Now the CC’s investigation has largely focused on the exclusive rights that Sky holds in the subscription pay TV window, which kicks in about a year after films have been in the cinema.
Of course, such exclusivity is a key enabler in allowing us to build a movies business which has been delivering customers choice and innovation. Exclusivity is the bedrock of the way TV rights are sold and licensed across the world. But, unlike with TV shows, we don’t benefit from the same ‘first run’ opportunity.Let’s remember that by the time movies arrive with Sky Movies, these titles have already been available in cinema, on DVD, through iTunes, games consoles, and pay-per-view TV. And even when the subscription pay TV window begins, many titles remain available on DVD.This means that our focus on innovating and offering a high quality service cannot relent. With high levels of competition, and consumers already accessing movies from multiple sources, our customers will simply go elsewhere if they find a service they feel better suits their needs.
And the same is true for the studios. We have been able to persuade rights owners to deal with us over a long period of time not because they have no alternative, but by convincing them that Sky will do the best job in delivering their movies to consumers during the subscription pay TV window. Sky is not gifted any rights and all of our output deals are secured through fair and open processes. Any of our competitors could outbid Sky for those rights, should they choose to – or make their case to the studios for selling their rights differently.

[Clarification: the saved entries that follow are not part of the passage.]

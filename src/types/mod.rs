// Public modules
pub mod audio_query;
pub mod chat_request;
pub mod chat_response;
pub mod health;
pub mod history;
pub mod message;
pub mod sender;
pub mod session_id;
pub mod sessions;

// Re-exports
pub use audio_query::{AudioQuery, AudioQueryResponse};
pub use chat_request::ChatRequest;
pub use chat_response::ChatResponse;
pub use health::HealthStatus;
pub use history::{ChatHistory, ClearHistoryResponse, HistoryEntry};
pub use message::Message;
pub use sender::Sender;
pub use session_id::SessionId;
pub use sessions::{ActiveSessions, NewSession, SessionEntry};
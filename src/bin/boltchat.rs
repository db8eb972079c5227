//! Interactive terminal client for the Bolt chat backend.
//!
//! # Usage
//!
//! ```bash
//! # Talk to a backend on localhost:8000, resuming the last chat
//! boltchat
//!
//! # Point at another backend and start fresh
//! boltchat --base-url http://chat.internal:9000 --fresh
//!
//! # Disable colors (useful for piping output)
//! boltchat --no-color
//! ```
//!
//! Set `RUST_LOG=boltchat=debug` to see request logs on stderr.
//!
//! # Commands
//!
//! While chatting, you can use slash commands:
//! - `/help` - Show available commands
//! - `/new` - Start a new chat
//! - `/sessions` - List chats
//! - `/switch <id>` - Switch to another chat
//! - `/audio <file> <prompt>` - Ask about an audio file
//! - `/quit` - Exit the application

use std::sync::Arc;

use arrrg::CommandLine;
use rustyline::DefaultEditor;
use rustyline::error::ReadlineError;
use tracing_subscriber::EnvFilter;

use boltchat::chat::{
    ChatArgs, ChatCommand, ChatConfig, ChatController, HistoryOutcome, PlainTextRenderer,
    Renderer, help_text, parse_command,
};
use boltchat::{BoltClient, FileSessionStore, MemorySessionStore, SessionStore};

type Controller = ChatController<BoltClient, Arc<dyn SessionStore>, PlainTextRenderer>;

/// Main entry point for the boltchat application.
#[tokio::main]
async fn main() -> Result<(), Box<dyn std::error::Error>> {
    let (args, _) = ChatArgs::from_command_line_relaxed("boltchat [OPTIONS]");
    let config = ChatConfig::from(args);

    tracing_subscriber::fmt()
        .with_env_filter(
            EnvFilter::try_from_default_env().unwrap_or_else(|_| EnvFilter::new("warn")),
        )
        .with_writer(std::io::stderr)
        .with_ansi(config.use_color)
        .init();

    let client = BoltClient::with_options(config.base_url.clone(), Some(config.timeout))?;
    let store: Arc<dyn SessionStore> = match &config.session_file {
        Some(path) => Arc::new(FileSessionStore::new(path.clone())),
        None => Arc::new(MemorySessionStore::new()),
    };
    tracing::info!(base_url = %client.base_url(), "starting boltchat");

    let controller: Arc<Controller> = Arc::new(
        ChatController::new(client, store, PlainTextRenderer::with_color(config.use_color))
            .with_restore_session(config.restore_session),
    );

    // Ctrl+C while a request is pending abandons it.
    let interrupted = Arc::clone(&controller);
    ctrlc::set_handler(move || {
        if interrupted.cancel() {
            tracing::info!("request cancelled by user");
        }
    })?;

    let mut rl = DefaultEditor::new()?;

    println!("Bolt Chat ({})", controller.backend().base_url());
    println!("Type /help for commands, /quit to exit\n");
    controller.start().await;

    loop {
        let readline = rl.readline("You: ");

        match readline {
            Ok(line) => {
                let line = line.trim();
                if line.is_empty() {
                    continue;
                }

                let _ = rl.add_history_entry(line);

                if let Some(cmd) = parse_command(line) {
                    if !run_command(&controller, cmd).await {
                        println!("Goodbye!");
                        break;
                    }
                    continue;
                }

                controller.send_message(line).await;
            }
            Err(ReadlineError::Interrupted) => {
                // Ctrl+C at prompt - soft interrupt
                println!();
                continue;
            }
            Err(ReadlineError::Eof) => {
                println!("\nGoodbye!");
                break;
            }
            Err(err) => {
                controller.with_renderer(|r| r.print_error(&format!("Input error: {}", err)));
                break;
            }
        }
    }

    Ok(())
}

/// Runs one slash command. Returns false when the REPL should exit.
async fn run_command(controller: &Controller, cmd: ChatCommand) -> bool {
    match cmd {
        ChatCommand::Quit => return false,
        ChatCommand::New => {
            controller.create_session().await;
        }
        ChatCommand::Sessions => {
            controller.list_sessions().await;
        }
        ChatCommand::Switch(session_id) => {
            report_history(controller, controller.switch_session(session_id).await);
        }
        ChatCommand::History => {
            let outcome = controller.load_history().await;
            report_history(controller, outcome);
        }
        ChatCommand::Clear => {
            if controller.clear_history().await {
                controller.with_renderer(|r| r.print_info("Chat cleared."));
            }
        }
        ChatCommand::Audio { path, prompt } => {
            controller.submit_audio_file(&path, &prompt).await;
        }
        ChatCommand::Session => {
            let info = match controller.session_id() {
                Some(id) => format!("Current chat: {id}"),
                None => "No chat yet; send a message to start one.".to_string(),
            };
            controller.with_renderer(|r| r.print_info(&info));
        }
        ChatCommand::Health => match controller.health().await {
            Ok(status) if status.is_healthy() => {
                controller.with_renderer(|r| r.print_info("Backend is healthy."));
            }
            Ok(status) => {
                let info = format!("Backend reports status {:?}", status.status);
                controller.with_renderer(|r| r.print_error(&info));
            }
            Err(err) => {
                let info = format!("Backend unreachable: {err}");
                controller.with_renderer(|r| r.print_error(&info));
            }
        },
        ChatCommand::Help => {
            for line in help_text().lines() {
                println!("    {}", line);
            }
        }
        ChatCommand::Invalid(message) => {
            controller.with_renderer(|r| r.print_error(&message));
        }
    }
    true
}

fn report_history(controller: &Controller, outcome: HistoryOutcome) {
    let info = match outcome {
        HistoryOutcome::Loaded(0) => Some("This chat has no messages yet.".to_string()),
        HistoryOutcome::SessionMissing { replacement: Some(id) } => {
            Some(format!("That chat no longer exists; started {}.", id.short()))
        }
        HistoryOutcome::Unavailable(err) => Some(format!("Could not load history: {err}")),
        _ => None,
    };
    if let Some(info) = info {
        controller.with_renderer(|r| r.print_info(&info));
    }
}
//! Output rendering for the chat controller.
//!
//! The controller never prints. It reports every visible change through the
//! [`Renderer`] trait so the same state machine can drive a terminal, a GUI,
//! or a test harness.

use std::io::{self, Stdout, Write};
use std::sync::{Arc, Mutex};

use crate::types::{Message, SessionEntry};
use crate::utils::time::clock;

/// ANSI escape code for dim text (used for timestamps and the typing line).
const ANSI_DIM: &str = "\x1b[2m";

/// ANSI escape code for bold text (used for the welcome banner).
const ANSI_BOLD: &str = "\x1b[1m";

/// ANSI escape code to reset all styling.
const ANSI_RESET: &str = "\x1b[0m";

/// ANSI escape code for cyan text (used for the user label).
const ANSI_CYAN: &str = "\x1b[36m";

/// ANSI escape code for yellow text (used for the bot label).
const ANSI_YELLOW: &str = "\x1b[33m";

/// ANSI escape code for green text (used for the current session).
const ANSI_GREEN: &str = "\x1b[32m";

/// ANSI escape code for red text (used for alerts and errors).
const ANSI_RED: &str = "\x1b[31m";

/// Text of the placeholder shown when sessions cannot be listed.
pub const NO_CHATS: &str = "No chats";

/// Welcome banner shown for an empty conversation.
pub const WELCOME_TITLE: &str = "Welcome to Bolt AI";

/// Body of the welcome banner.
pub const WELCOME_BODY: &str = "I'm here to help you with coding, development, and technical questions. What would you like to work on today?";

/// Trait for rendering controller state changes.
pub trait Renderer: Send {
    /// The visible message list was emptied.
    fn clear_messages(&mut self);

    /// Show the welcome banner for an empty conversation.
    fn show_welcome(&mut self);

    /// Append one message to the visible list.
    fn render_message(&mut self, message: &Message);

    /// Replace the session list.
    fn render_sessions(&mut self, sessions: &[SessionEntry]);

    /// Replace the session list with the "no chats" placeholder.
    fn render_no_sessions(&mut self);

    /// A request started; show the in-flight indicator.
    fn show_typing(&mut self);

    /// All requests settled; hide the in-flight indicator.
    fn hide_typing(&mut self);

    /// A blocking notice the user must see (failed audio, bad input).
    fn alert(&mut self, message: &str);

    /// Print an informational message.
    fn print_info(&mut self, info: &str);

    /// Print an error message.
    fn print_error(&mut self, error: &str);
}

/// Plain text renderer with optional ANSI styling.
pub struct PlainTextRenderer {
    stdout: Stdout,
    use_color: bool,
    typing_shown: bool,
}

impl PlainTextRenderer {
    /// Creates a new PlainTextRenderer with ANSI colors enabled.
    pub fn new() -> Self {
        Self::with_color(true)
    }

    /// Creates a new PlainTextRenderer with specified color setting.
    pub fn with_color(use_color: bool) -> Self {
        Self {
            stdout: io::stdout(),
            use_color,
            typing_shown: false,
        }
    }

    fn flush(&mut self) {
        let _ = self.stdout.flush();
    }

    fn style(&self, code: &str, text: &str) -> String {
        if self.use_color {
            format!("{code}{text}{ANSI_RESET}")
        } else {
            text.to_string()
        }
    }

    /// Formats a message the way [`Renderer::render_message`] prints it.
    pub fn format_message(&self, message: &Message) -> String {
        let (label, color) = if message.is_user() {
            ("You", ANSI_CYAN)
        } else {
            ("Bolt", ANSI_YELLOW)
        };
        let time = self.style(ANSI_DIM, &format!("[{}]", clock(message.timestamp)));
        let label = self.style(color, label);
        format!("{time} {label}: {}", message.text)
    }

    /// Formats the session list the way [`Renderer::render_sessions`] prints it.
    pub fn format_sessions(&self, sessions: &[SessionEntry]) -> Vec<String> {
        sessions
            .iter()
            .map(|entry| {
                let label = entry.label();
                if entry.is_current {
                    format!("  * {}  {}", self.style(ANSI_GREEN, &label), entry.id)
                } else {
                    format!("    {label}  {}", entry.id)
                }
            })
            .collect()
    }

    fn clear_typing_line(&mut self) {
        if self.typing_shown {
            if self.use_color {
                print!("\r\x1b[2K");
            } else {
                println!();
            }
            self.typing_shown = false;
        }
    }
}

impl Default for PlainTextRenderer {
    fn default() -> Self {
        Self::new()
    }
}

impl Renderer for PlainTextRenderer {
    fn clear_messages(&mut self) {
        self.clear_typing_line();
        if self.use_color {
            print!("\x1b[2J\x1b[H");
        } else {
            println!("----");
        }
        self.flush();
    }

    fn show_welcome(&mut self) {
        self.clear_typing_line();
        println!("{}", self.style(ANSI_BOLD, WELCOME_TITLE));
        println!("{WELCOME_BODY}\n");
        self.flush();
    }

    fn render_message(&mut self, message: &Message) {
        self.clear_typing_line();
        println!("{}", self.format_message(message));
        self.flush();
    }

    fn render_sessions(&mut self, sessions: &[SessionEntry]) {
        self.clear_typing_line();
        if sessions.is_empty() {
            println!("    (no sessions yet)");
        }
        for line in self.format_sessions(sessions) {
            println!("{line}");
        }
        self.flush();
    }

    fn render_no_sessions(&mut self) {
        self.clear_typing_line();
        println!("    {NO_CHATS}");
        self.flush();
    }

    fn show_typing(&mut self) {
        if !self.typing_shown {
            print!("{}", self.style(ANSI_DIM, "Bolt is typing..."));
            self.typing_shown = true;
            self.flush();
        }
    }

    fn hide_typing(&mut self) {
        self.clear_typing_line();
        self.flush();
    }

    fn alert(&mut self, message: &str) {
        self.clear_typing_line();
        eprintln!("{}", self.style(ANSI_RED, &format!("! {message}")));
    }

    fn print_info(&mut self, info: &str) {
        self.clear_typing_line();
        println!("{info}");
        self.flush();
    }

    fn print_error(&mut self, error: &str) {
        self.clear_typing_line();
        eprintln!("{}", self.style(ANSI_RED, &format!("Error: {error}")));
    }
}

/// One call observed by a [`RecordingRenderer`].
#[derive(Debug, Clone, PartialEq, Eq)]
pub enum RenderEvent {
    /// [`Renderer::clear_messages`]
    ClearMessages,
    /// [`Renderer::show_welcome`]
    Welcome,
    /// [`Renderer::render_message`]
    Message(Message),
    /// [`Renderer::render_sessions`]
    Sessions(Vec<SessionEntry>),
    /// [`Renderer::render_no_sessions`]
    NoSessions,
    /// [`Renderer::show_typing`]
    TypingShown,
    /// [`Renderer::hide_typing`]
    TypingHidden,
    /// [`Renderer::alert`]
    Alert(String),
    /// [`Renderer::print_info`]
    Info(String),
    /// [`Renderer::print_error`]
    Error(String),
}

/// Renderer that records every call instead of drawing anything.
///
/// Clones share the same log, so a handle kept outside the controller sees
/// everything the controller rendered. Useful for headless embedding.
#[derive(Debug, Clone, Default)]
pub struct RecordingRenderer {
    events: Arc<Mutex<Vec<RenderEvent>>>,
}

impl RecordingRenderer {
    /// Creates an empty recorder.
    pub fn new() -> Self {
        Self::default()
    }

    /// Returns a snapshot of the recorded events.
    pub fn events(&self) -> Vec<RenderEvent> {
        self.lock().clone()
    }

    /// Removes and returns the recorded events.
    pub fn take(&self) -> Vec<RenderEvent> {
        std::mem::take(&mut *self.lock())
    }

    /// Returns the alerts recorded so far.
    pub fn alerts(&self) -> Vec<String> {
        self.lock()
            .iter()
            .filter_map(|event| match event {
                RenderEvent::Alert(text) => Some(text.clone()),
                _ => None,
            })
            .collect()
    }

    /// Returns the most recent session list, if one was rendered.
    pub fn last_sessions(&self) -> Option<RenderEvent> {
        self.lock()
            .iter()
            .rev()
            .find(|event| matches!(event, RenderEvent::Sessions(_) | RenderEvent::NoSessions))
            .cloned()
    }

    fn record(&self, event: RenderEvent) {
        self.lock().push(event);
    }

    fn lock(&self) -> std::sync::MutexGuard<'_, Vec<RenderEvent>> {
        self.events
            .lock()
            .unwrap_or_else(|poisoned| poisoned.into_inner())
    }
}

impl Renderer for RecordingRenderer {
    fn clear_messages(&mut self) {
        self.record(RenderEvent::ClearMessages);
    }

    fn show_welcome(&mut self) {
        self.record(RenderEvent::Welcome);
    }

    fn render_message(&mut self, message: &Message) {
        self.record(RenderEvent::Message(message.clone()));
    }

    fn render_sessions(&mut self, sessions: &[SessionEntry]) {
        self.record(RenderEvent::Sessions(sessions.to_vec()));
    }

    fn render_no_sessions(&mut self) {
        self.record(RenderEvent::NoSessions);
    }

    fn show_typing(&mut self) {
        self.record(RenderEvent::TypingShown);
    }

    fn hide_typing(&mut self) {
        self.record(RenderEvent::TypingHidden);
    }

    fn alert(&mut self, message: &str) {
        self.record(RenderEvent::Alert(message.to_string()));
    }

    fn print_info(&mut self, info: &str) {
        self.record(RenderEvent::Info(info.to_string()));
    }

    fn print_error(&mut self, error: &str) {
        self.record(RenderEvent::Error(error.to_string()));
    }
}
use serde::{Deserialize, Deserializer, Serializer};
use time::format_description::well_known::Rfc3339;
use time::macros::format_description;
use time::{OffsetDateTime, PrimitiveDateTime, UtcOffset};

/// Parse a backend timestamp.
///
/// RFC 3339 strings keep their offset. Naive ISO-8601 strings such as
/// `2024-01-01T12:30:00.123456` carry no offset and are read as UTC.
pub fn parse(s: &str) -> Result<OffsetDateTime, time::error::Parse> {
    if let Ok(datetime) = OffsetDateTime::parse(s, &Rfc3339) {
        return Ok(datetime);
    }
    let naive = format_description!(
        "[year]-[month]-[day]T[hour]:[minute]:[second][optional [.[subsecond]]]"
    );
    PrimitiveDateTime::parse(s, naive).map(|dt| dt.assume_offset(UtcOffset::UTC))
}

/// Format a timestamp as a wall-clock `HH:MM` label.
pub fn clock(datetime: OffsetDateTime) -> String {
    format!("{:02}:{:02}", datetime.hour(), datetime.minute())
}

/// Deserialize an RFC 3339 or naive ISO-8601 string into an OffsetDateTime
pub fn deserialize<'de, D>(deserializer: D) -> Result<OffsetDateTime, D::Error>
where
    D: Deserializer<'de>,
{
    let s = String::deserialize(deserializer)?;
    parse(&s).map_err(serde::de::Error::custom)
}

/// Serialize an OffsetDateTime into an RFC 3339 formatted string
pub fn serialize<S>(datetime: &OffsetDateTime, serializer: S) -> Result<S::Ok, S::Error>
where
    S: Serializer,
{
    let s = datetime
        .format(&Rfc3339)
        .map_err(serde::ser::Error::custom)?;
    serializer.serialize_str(&s)
}
use serde::{Deserialize, Serialize};

use crate::types::SessionId;

/// Body of `POST /chat`.
///
/// `session_id` is sent as an explicit `null` on the first message so the
/// backend assigns a fresh session.
#[derive(Debug, Clone, PartialEq, Eq, Serialize, Deserialize)]
pub struct ChatRequest {
    /// The user's message text.
    pub message: String,

    /// The current session, if any.
    pub session_id: Option<SessionId>,
}

impl ChatRequest {
    /// Creates a new chat request.
    pub fn new(message: impl Into<String>, session_id: Option<SessionId>) -> Self {
        Self {
            message: message.into(),
            session_id,
        }
    }
}
use serde::{Deserialize, Serialize};

/// Body returned by `GET /health`.
#[derive(Debug, Clone, PartialEq, Eq, Serialize, Deserialize)]
pub struct HealthStatus {
    /// Backend status string, `"healthy"` when up.
    pub status: String,

    /// Backend clock at the time of the check, passed through verbatim.
    #[serde(default, skip_serializing_if = "Option::is_none")]
    pub timestamp: Option<String>,
}

impl HealthStatus {
    /// Returns true if the backend reports itself healthy.
    pub fn is_healthy(&self) -> bool {
        self.status.eq_ignore_ascii_case("healthy")
    }
}
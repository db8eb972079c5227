use biometrics::{Collector, Counter, Moments};

pub(crate) static CLIENT_REQUESTS: Counter = Counter::new("boltchat.client.requests");
pub(crate) static CLIENT_REQUEST_ERRORS: Counter = Counter::new("boltchat.client.request_errors");
pub(crate) static CLIENT_REQUEST_DURATION: Moments =
    Moments::new("boltchat.client.request_duration_seconds");

pub(crate) static CHAT_SENDS: Counter = Counter::new("boltchat.chat.sends");
pub(crate) static CHAT_SEND_BUSY: Counter = Counter::new("boltchat.chat.sends_rejected_busy");
pub(crate) static CHAT_SEND_FALLBACKS: Counter = Counter::new("boltchat.chat.fallbacks");
pub(crate) static CHAT_STALE_RESPONSES: Counter = Counter::new("boltchat.chat.stale_responses");

pub(crate) static HISTORY_LOADS: Counter = Counter::new("boltchat.history.loads");
pub(crate) static HISTORY_NOT_FOUND: Counter = Counter::new("boltchat.history.not_found");
pub(crate) static HISTORY_ERRORS: Counter = Counter::new("boltchat.history.errors");

pub(crate) static SESSIONS_CREATED: Counter = Counter::new("boltchat.session.created");
pub(crate) static SESSION_SWITCHES: Counter = Counter::new("boltchat.session.switches");
pub(crate) static SESSION_STORE_ERRORS: Counter = Counter::new("boltchat.session.store_errors");

pub(crate) static AUDIO_QUERIES: Counter = Counter::new("boltchat.audio.queries");
pub(crate) static AUDIO_FAILURES: Counter = Counter::new("boltchat.audio.failures");

/// Register this crate's biometrics with the provided collector.
pub fn register_biometrics(collector: Collector) {
    collector.register_counter(&CLIENT_REQUESTS);
    collector.register_counter(&CLIENT_REQUEST_ERRORS);
    collector.register_moments(&CLIENT_REQUEST_DURATION);

    collector.register_counter(&CHAT_SENDS);
    collector.register_counter(&CHAT_SEND_BUSY);
    collector.register_counter(&CHAT_SEND_FALLBACKS);
    collector.register_counter(&CHAT_STALE_RESPONSES);

    collector.register_counter(&HISTORY_LOADS);
    collector.register_counter(&HISTORY_NOT_FOUND);
    collector.register_counter(&HISTORY_ERRORS);

    collector.register_counter(&SESSIONS_CREATED);
    collector.register_counter(&SESSION_SWITCHES);
    collector.register_counter(&SESSION_STORE_ERRORS);

    collector.register_counter(&AUDIO_QUERIES);
    collector.register_counter(&AUDIO_FAILURES);
}
use std::path::Path;

use serde::{Deserialize, Serialize};

use crate::error::{Error, Result};

/// An audio clip and the question to ask about it.
///
/// Sent to `POST /audio/query` as multipart fields `audio` and `prompt`.
#[derive(Debug, Clone, PartialEq, Eq)]
pub struct AudioQuery {
    /// File name reported in the multipart part.
    pub file_name: String,
    /// Raw audio bytes.
    pub bytes: Vec<u8>,
    /// The user's question about the audio.
    pub prompt: String,
}

impl AudioQuery {
    /// Creates a query from in-memory audio.
    pub fn new(file_name: impl Into<String>, bytes: Vec<u8>, prompt: impl Into<String>) -> Self {
        Self {
            file_name: file_name.into(),
            bytes,
            prompt: prompt.into(),
        }
    }

    /// Reads an audio file from disk.
    pub async fn from_path(path: impl AsRef<Path>, prompt: impl Into<String>) -> Result<Self> {
        let path = path.as_ref();
        let bytes = tokio::fs::read(path)
            .await
            .map_err(|err| Error::io(format!("failed to read {}", path.display()), err))?;
        let file_name = path
            .file_name()
            .map(|name| name.to_string_lossy().into_owned())
            .unwrap_or_else(|| "audio".to_string());
        Ok(Self::new(file_name, bytes, prompt))
    }

    /// Best-effort MIME type from the file extension.
    pub fn mime_type(&self) -> &'static str {
        let ext = Path::new(&self.file_name)
            .extension()
            .map(|ext| ext.to_string_lossy().to_lowercase());
        match ext.as_deref() {
            Some("mp3") => "audio/mpeg",
            Some("wav") => "audio/wav",
            Some("ogg") | Some("oga") => "audio/ogg",
            Some("m4a") => "audio/mp4",
            Some("flac") => "audio/flac",
            Some("webm") => "audio/webm",
            _ => "application/octet-stream",
        }
    }
}

/// Body returned by `POST /audio/query`.
#[derive(Debug, Clone, PartialEq, Eq, Serialize, Deserialize)]
pub struct AudioQueryResponse {
    /// The model's answer about the audio.
    pub response: String,
}

#[cfg(test)]
mod tests {
    use super::*;

    #[test]
    fn mime_from_extension() {
        assert_eq!(AudioQuery::new("a.MP3", vec![], "q").mime_type(), "audio/mpeg");
        assert_eq!(AudioQuery::new("a.wav", vec![], "q").mime_type(), "audio/wav");
        assert_eq!(
            AudioQuery::new("clip", vec![], "q").mime_type(),
            "application/octet-stream"
        );
    }

    #[tokio::test]
    async fn from_path_reports_missing_file() {
        let err = AudioQuery::from_path("/definitely/not/here.wav", "what is this?")
            .await
            .unwrap_err();
        assert!(matches!(err, Error::Io { .. }));
    }
}
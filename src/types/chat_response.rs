use serde::{Deserialize, Serialize};
use time::OffsetDateTime;

use crate::types::SessionId;

/// Body returned by `POST /chat`.
#[derive(Debug, Clone, PartialEq, Eq, Serialize, Deserialize)]
pub struct ChatResponse {
    /// The session the reply belongs to; newly assigned on a first message.
    pub session_id: SessionId,

    /// The model's reply.
    pub response: String,

    /// When the backend produced the reply.
    #[serde(with = "crate::utils::time")]
    pub timestamp: OffsetDateTime,
}
use serde::{Deserialize, Serialize};

use crate::types::SessionId;

/// Body returned by `GET /chat/sessions`.
#[derive(Debug, Clone, Default, PartialEq, Eq, Serialize, Deserialize)]
pub struct ActiveSessions {
    /// Every session the backend currently tracks.
    pub active_sessions: Vec<SessionId>,

    /// Session count as reported by the backend.
    #[serde(default, skip_serializing_if = "Option::is_none")]
    pub total_sessions: Option<usize>,
}

/// Body returned by `POST /chat/new`.
#[derive(Debug, Clone, PartialEq, Eq, Serialize, Deserialize)]
pub struct NewSession {
    /// The freshly created session.
    pub session_id: SessionId,
}

/// A session as presented in the session list.
#[derive(Debug, Clone, PartialEq, Eq)]
pub struct SessionEntry {
    /// The session identifier.
    pub id: SessionId,
    /// Whether this is the controller's current session.
    pub is_current: bool,
}

impl SessionEntry {
    /// Label shown for the entry: `Current Chat` or `Chat: <prefix>...`.
    pub fn label(&self) -> String {
        if self.is_current {
            "Current Chat".to_string()
        } else {
            format!("Chat: {}...", self.id.short())
        }
    }
}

This competitive tension is good news for both consumers and studios. For the latter, it means they remain well placed to decide how best to exploit their rights, and how best to serve those who consume their movies. There’s no obligation to sell their rights exclusively, and if they believed that could seek better value and innovation from elsewhere, they are free to do so.
So from my perspective, these market forces are delivering opportunity and choice for consumers and film makers alike. While we continue to engage the CC on its ongoing investigation, it’s worth taking the time to consider whether regulatory intervention is really something that is required in this rapidly evolving marketplace.